請求項１〜５のいずれか一項記載のペプチドを用いることによってＣＴＬを誘導するための方法。
ＣＴＬを誘導するための方法であって、以下からなる群より選択される段階を含む、方法：
（ａ）ＣＤ８陽性Ｔ細胞を、ＨＬＡ抗原と請求項１〜５のいずれか一項記載のペプチドとの間で形成された複合体を自身の表面上に提示する抗原提示細胞および／またはエキソソームと接触させる段階；ならびに
（ｂ）ＨＬＡ抗原と請求項１〜５のいずれか一項記載のペプチドとの間で形成された複合体を認識するＴＣＲサブユニットを形成し得るポリペプチドをコードするポリヌクレオチドを、ＣＤ８陽性Ｔ細胞に導入する段階。
請求項１〜５に記載のペプチドのいずれかを標的とする、単離されたＣＴＬ。
請求項１〜５のいずれか一項記載のペプチドによって誘導された、単離されたＣＴＬ。
細胞上の、ＨＬＡ抗原と請求項１〜５のいずれか一項記載のペプチドとの間で形成された複合体を認識し得る、請求項１４または１５記載のＣＴＬ。

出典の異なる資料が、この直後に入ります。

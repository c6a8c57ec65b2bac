//! The cooperative polling scheduler.
//!
//! One task, one loop: every cycle it classifies the active page, runs the
//! tiered REST polls for each configured instance (full-rate for the page
//! the user is looking at, 10-second pre-fetch for the rest), drives the
//! event-channel reconnects, fixes up derived fields, and signals the UI.
//! The scheduler is the sole writer of most instance fields; the event
//! channel writes only its documented subset.

use std::sync::Arc;
use std::time::{Duration, Instant, SystemTime, UNIX_EPOCH};

use serde_json::Value;
use tokio::sync::{watch, Notify};

use astromon_core::prelude::*;
use astromon_core::telemetry::{status, InstanceState};
use astromon_nina::endpoints::{
    self, apply_camera_info, apply_guider_info, parse_filter_names, parse_profile, paths,
    EVENT_FALLBACK_TIER, SLOW_TIER,
};
use astromon_nina::http::{endpoint_url, PollClient};
use astromon_nina::sequence::{walk_sequence, SequenceSummary};

use crate::instance::Instance;
use crate::settings::types::{Settings, MAX_INSTANCES};
use crate::settings::SettingsStore;
use crate::ui::{next_rotation_page, Page, UiLink, WifiLink};

/// Background pre-fetch cadence for pages the user is not viewing.
const BACKGROUND_PREFETCH_INTERVAL: Duration = Duration::from_secs(10);

/// Cadence of the slow-changing endpoint tier on the active instance.
const SLOW_POLL_INTERVAL: Duration = Duration::from_secs(30);

/// Cadence of the sequence-tree walk on the active instance.
const SEQUENCE_POLL_INTERVAL: Duration = Duration::from_secs(15);

/// Thumbnail request parameters for the round display.
const THUMBNAIL_SIZE: u32 = 480;
const THUMBNAIL_QUALITY: u8 = 80;

fn epoch_ms() -> u64 {
    SystemTime::now()
        .duration_since(UNIX_EPOCH)
        .map(|d| d.as_millis() as u64)
        .unwrap_or(0)
}

fn due(last: Option<Instant>, interval: Duration, now: Instant) -> bool {
    last.map(|at| now.duration_since(at) >= interval).unwrap_or(true)
}

/// GET one endpoint, flagging transport/5xx failures so the caller can
/// invalidate the keep-alive handle.
async fn fetch(
    client: &PollClient,
    base: &str,
    path: &str,
    hard_fail: &mut bool,
) -> Option<Value> {
    match client.get_json(&endpoint_url(base, path)).await {
        Ok(value) => Some(value),
        Err(err) => {
            if err.is_retryable() {
                *hard_fail = true;
            }
            warn!("poll {} failed: {}", path, err);
            None
        }
    }
}

/// Copy a sequence-walk result into the state record.
///
/// Runs before the exposure fix-up, so a live exposure's `MM:SS` overwrites
/// the condition-derived `H:MM` string when both exist.
fn apply_sequence_summary(summary: &SequenceSummary, state: &mut InstanceState) {
    state.status = if summary.running {
        status::RUNNING.to_string()
    } else {
        status::FINISHED.to_string()
    };
    state.container_name = summary.container_name.clone();
    state.step_name = summary.step_name.clone();
    if !summary.target_name.is_empty() {
        state.target_name = summary.target_name.clone();
    }
    if let Some(smart) = summary.smart_exposure {
        state.iterations_completed = smart.completed_iterations;
        state.iterations_total = smart.iterations;
        if smart.exposure_time > 0.0 {
            state.exposure_total = smart.exposure_time;
        }
    }
    if let Some(condition) = &summary.condition {
        state.time_remaining = condition.formatted();
    }
}

/// The single cooperative poll loop.
pub struct PollingScheduler {
    store: Arc<SettingsStore>,
    ui: Arc<dyn UiLink>,
    wifi: Arc<dyn WifiLink>,
    instances: Vec<Instance>,
    wake: Arc<Notify>,
    shutdown_rx: watch::Receiver<bool>,
    next_rotation_at: Option<Instant>,
    wifi_signal: Option<i8>,
}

ＨＬＡ抗原と請求項１〜５のいずれか一項記載のペプチドとの間で形成された複合体を自身の表面上に提示する、単離された抗原提示細胞。
請求項１１記載の方法によって誘導された、請求項１７記載の抗原提示細胞。
ＨＬＡ抗原がＨＬＡ−Ａ２４またはＨＬＡ−Ａ０２である、請求項１７または１８記載の抗原提示細胞。

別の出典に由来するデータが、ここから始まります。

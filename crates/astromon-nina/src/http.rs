//! Shared HTTP poll client.
//!
//! All REST polling goes through [`PollClient::get_json`]: a bounded retry
//! ladder over a 5-second per-attempt deadline. The scheduler keeps one
//! keep-alive client per instance inside its poll bookkeeping and hands it
//! back after every cycle; transport errors and 5xx responses invalidate it
//! so the next cycle reconnects fresh.

use std::time::Duration;

use astromon_core::prelude::*;
use reqwest::Client;
use serde_json::Value;

/// Per-attempt request deadline.
const REQUEST_TIMEOUT: Duration = Duration::from_secs(5);

/// Delay before each attempt, in milliseconds. Three attempts total.
const ATTEMPT_DELAYS_MS: [u64; 3] = [0, 1000, 2000];

/// Deadline for prepared-image downloads.
const IMAGE_TIMEOUT: Duration = Duration::from_secs(15);

/// Image receive buffer growth step.
const IMAGE_CHUNK: usize = 256 * 1024;

/// Hard cap on a prepared-image body.
pub const IMAGE_MAX_BYTES: usize = 4 * 1024 * 1024;

/// Join a relative endpoint path onto a `scheme://host[:port]/v2/api/` base.
pub fn endpoint_url(base: &str, path: &str) -> String {
    let base = base.trim_end_matches('/');
    let path = path.trim_start_matches('/');
    format!("{base}/{path}")
}

/// Map a reqwest failure onto the domain error taxonomy.
fn map_request_error(err: reqwest::Error, operation: &str) -> Error {
    if err.is_timeout() {
        Error::timeout(operation, REQUEST_TIMEOUT.as_millis() as u64)
    } else if let Some(status) = err.status() {
        Error::http(status.as_u16(), err.to_string())
    } else {
        Error::transport(err.to_string())
    }
}

/// Append a body chunk to the receive buffer, growing in [`IMAGE_CHUNK`]
/// steps and refusing to pass [`IMAGE_MAX_BYTES`].
fn append_chunk(buf: &mut Vec<u8>, chunk: &[u8]) -> Result<()> {
    let needed = buf.len() + chunk.len();
    if needed > IMAGE_MAX_BYTES {
        return Err(Error::ImageTooLarge {
            limit: IMAGE_MAX_BYTES,
        });
    }
    if needed > buf.capacity() {
        let steps = needed.div_ceil(IMAGE_CHUNK);
        let target = (steps * IMAGE_CHUNK).min(IMAGE_MAX_BYTES);
        buf.reserve_exact(target - buf.len());
    }
    buf.extend_from_slice(chunk);
    Ok(())
}

/// HTTP client wrapper carrying the keep-alive discipline.
///
/// A `PollClient` built with [`keepalive`](PollClient::keepalive) reuses one
/// pooled connection across requests; one built with
/// [`oneshot`](PollClient::oneshot) closes its connection when dropped.
#[derive(Debug, Clone)]
pub struct PollClient {
    client: Client,
}

impl PollClient {
    /// Build a client that keeps a single idle connection alive between
    /// requests, for the scheduler's active-instance poll cycle.
    pub fn keepalive() -> Self {
        let client = Client::builder()
            .pool_max_idle_per_host(1)
            .pool_idle_timeout(Duration::from_secs(30))
            .connect_timeout(REQUEST_TIMEOUT)
            .build()
            .unwrap_or_default();
        Self { client }
    }

    /// Build a throwaway client for background pre-fetches.
    pub fn oneshot() -> Self {
        let client = Client::builder()
            .pool_max_idle_per_host(0)
            .connect_timeout(REQUEST_TIMEOUT)
            .build()
            .unwrap_or_default();
        Self { client }
    }

    /// GET `url` and parse the body as JSON.
    ///
    /// Up to three attempts with 0/1000/2000 ms leading delays. A 4xx
    /// response is returned after the first attempt; 5xx and transport
    /// failures retry until the ladder is exhausted.
    pub async fn get_json(&self, url: &str) -> Result<Value> {
        let mut last_err = Error::transport("no attempts made");

        for delay_ms in ATTEMPT_DELAYS_MS {
            if delay_ms > 0 {
                tokio::time::sleep(Duration::from_millis(delay_ms)).await;
            }

            match self.try_get_json(url).await {
                Ok(value) => return Ok(value),
                Err(err) => {
                    if !err.is_retryable() {
                        return Err(err);
                    }
                    debug!("poll GET {} failed (will retry): {}", url, err);
                    last_err = err;
                }
            }
        }

        Err(last_err)
    }

    async fn try_get_json(&self, url: &str) -> Result<Value> {
        let response = self
            .client
            .get(url)
            .timeout(REQUEST_TIMEOUT)
            .send()
            .await
            .map_err(|e| map_request_error(e, url))?;

        let status = response.status();
        if !status.is_success() {
            let body = response.text().await.unwrap_or_default();
            return Err(Error::http(status.as_u16(), body));
        }

        response
            .json::<Value>()
            .await
            .map_err(|e| map_request_error(e, url))
    }

    /// GET `url`, logging any failure and flattening it to `None`.
    ///
    /// Fetchers treat a missing tree as "no data" and leave their
    /// destination fields unchanged.
    pub async fn get_json_opt(&self, url: &str) -> Option<Value> {
        match self.get_json(url).await {
            Ok(value) => Some(value),
            Err(err) => {
                warn!("poll GET {} failed: {}", url, err);
                None
            }
        }
    }

    /// Download a prepared image into an owned buffer.
    ///
    /// Streams the body with a 15-second deadline, growing the buffer in
    /// 256 KiB steps. Exceeding the 4 MiB cap aborts the download.
    pub async fn fetch_image(&self, url: &str) -> Result<Vec<u8>> {
        let response = self
            .client
            .get(url)
            .timeout(IMAGE_TIMEOUT)
            .send()
            .await
            .map_err(|e| map_request_error(e, url))?;

        let status = response.status();
        if !status.is_success() {
            return Err(Error::http(status.as_u16(), "image fetch failed"));
        }

        if let Some(len) = response.content_length() {
            if len as usize > IMAGE_MAX_BYTES {
                return Err(Error::ImageTooLarge {
                    limit: IMAGE_MAX_BYTES,
                });
            }
        }

        let mut response = response;
        let mut buf: Vec<u8> = Vec::new();
        while let Some(chunk) = response
            .chunk()
            .await
            .map_err(|e| map_request_error(e, url))?
        {
            append_chunk(&mut buf, &chunk)?;
        }

        debug!("fetched image: {} bytes from {}", buf.len(), url);
        Ok(buf)
    }
}

impl Default for PollClient {
    fn default() -> Self {
        Self::oneshot()
    }
}

#[cfg(test)]
mod tests {
    use super::*;

    // -- endpoint_url --------------------------------------------------------

    #[test]
    fn test_endpoint_url_joins_cleanly() {
        assert_eq!(
            endpoint_url("http://scope:1888/v2/api/", "equipment/camera/info"),
            "http://scope:1888/v2/api/equipment/camera/info"
        );
    }

    #[test]
    fn test_endpoint_url_handles_missing_slash() {
        assert_eq!(
            endpoint_url("http://scope:1888/v2/api", "guider/info"),
            "http://scope:1888/v2/api/guider/info"
        );
    }

    #[test]
    fn test_endpoint_url_strips_leading_slash() {
        assert_eq!(
            endpoint_url("http://scope/v2/api/", "/sequence/json"),
            "http://scope/v2/api/sequence/json"
        );
    }

    // -- append_chunk --------------------------------------------------------

    #[test]
    fn test_append_chunk_accumulates() {
        let mut buf = Vec::new();
        append_chunk(&mut buf, &[1, 2, 3]).unwrap();
        append_chunk(&mut buf, &[4, 5]).unwrap();
        assert_eq!(buf, vec![1, 2, 3, 4, 5]);
    }

    #[test]
    fn test_append_chunk_grows_in_steps() {
        let mut buf = Vec::new();
        append_chunk(&mut buf, &[0u8; 10]).unwrap();
        assert!(buf.capacity() >= IMAGE_CHUNK);

        // Crossing the first step boundary grows by another full step.
        append_chunk(&mut buf, &vec![0u8; IMAGE_CHUNK]).unwrap();
        assert!(buf.capacity() >= 2 * IMAGE_CHUNK);
    }

    #[test]
    fn test_append_chunk_enforces_cap() {
        let mut buf = Vec::new();
        append_chunk(&mut buf, &vec![0u8; IMAGE_MAX_BYTES]).unwrap();
        let err = append_chunk(&mut buf, &[0u8; 1]).unwrap_err();
        assert!(matches!(err, Error::ImageTooLarge { .. }));
        // The buffer is left at the cap, not partially extended.
        assert_eq!(buf.len(), IMAGE_MAX_BYTES);
    }

    #[test]
    fn test_append_chunk_never_reserves_past_cap() {
        let mut buf = Vec::new();
        append_chunk(&mut buf, &vec![0u8; IMAGE_MAX_BYTES - 7]).unwrap();
        append_chunk(&mut buf, &[0u8; 7]).unwrap();
        assert_eq!(buf.len(), IMAGE_MAX_BYTES);
    }

    // -- retry ladder shape --------------------------------------------------

    #[test]
    fn test_attempt_delays() {
        assert_eq!(ATTEMPT_DELAYS_MS.len(), 3);
        assert_eq!(ATTEMPT_DELAYS_MS, [0, 1000, 2000]);
    }

    #[tokio::test]
    async fn test_get_json_unreachable_host_is_transport_error() {
        // Port 9 on localhost is the discard port; nothing listens there.
        let client = PollClient::oneshot();
        let err = client
            .get_json("http://127.0.0.1:9/v2/api/equipment/camera/info")
            .await
            .unwrap_err();
        assert!(err.is_retryable(), "expected retryable transport error");
    }
}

対象においてがんに対する免疫応答を誘導する剤であって、以下からなる群より選択される有効成分を含む、剤：
（ａ）請求項１〜５のいずれか一項記載の１種または複数種のペプチド；
（ｂ）発現可能な形態で前記ペプチドをコードする１種または複数種のポリヌクレオチド；
（ｃ）ＨＬＡ抗原と請求項１〜５のいずれか一項記載のペプチドとの間で形成された複合体を自身の表面上に提示する、１種または複数種の抗原提示細胞および／またはエキソソーム；
（ｄ）請求項１〜６のいずれか一項記載のペプチドに対して誘導された１種または複数種のＣＴＬ；ならびに
（ｅ）これらの組み合わせ。
対象においてがんに対する免疫応答を誘導する方法であって、以下からなる群より選択される有効成分を含む剤を該対象に投与する段階を含む、方法：
（ａ）請求項１〜５のいずれか一項記載の１種または複数種のペプチド；
（ｂ）発現可能な形態で前記ペプチドをコードする１種または複数種のポリヌクレオチド；
（ｃ）ＨＬＡ抗原と請求項１〜５のいずれか一項記載のペプチドとの間で形成された複合体を自身の表面上に提示する、１種または複数種の抗原提示細胞および／またはエキソソーム；
（ｄ）請求項１〜６のいずれか一項記載のペプチドに対して誘導された１種または複数種のＣＴＬ；ならびに
（ｅ）これらの組み合わせ。
がんが、膀胱癌、乳癌、子宮頸癌、胆管細胞癌、ＣＭＬ、結腸直腸癌、子宮内膜症、食道癌、胃癌、肝癌、ＮＳＣＬＣ、リンパ腫、骨肉腫、卵巣癌、膵癌、前立腺癌、腎癌、および小細胞肺癌からなる群より選択される、請求項２１記載の方法。
対象がＨＬＡ−Ａ２４またはＨＬＡ−Ａ０２を有する、請求項２１または２２記載の方法。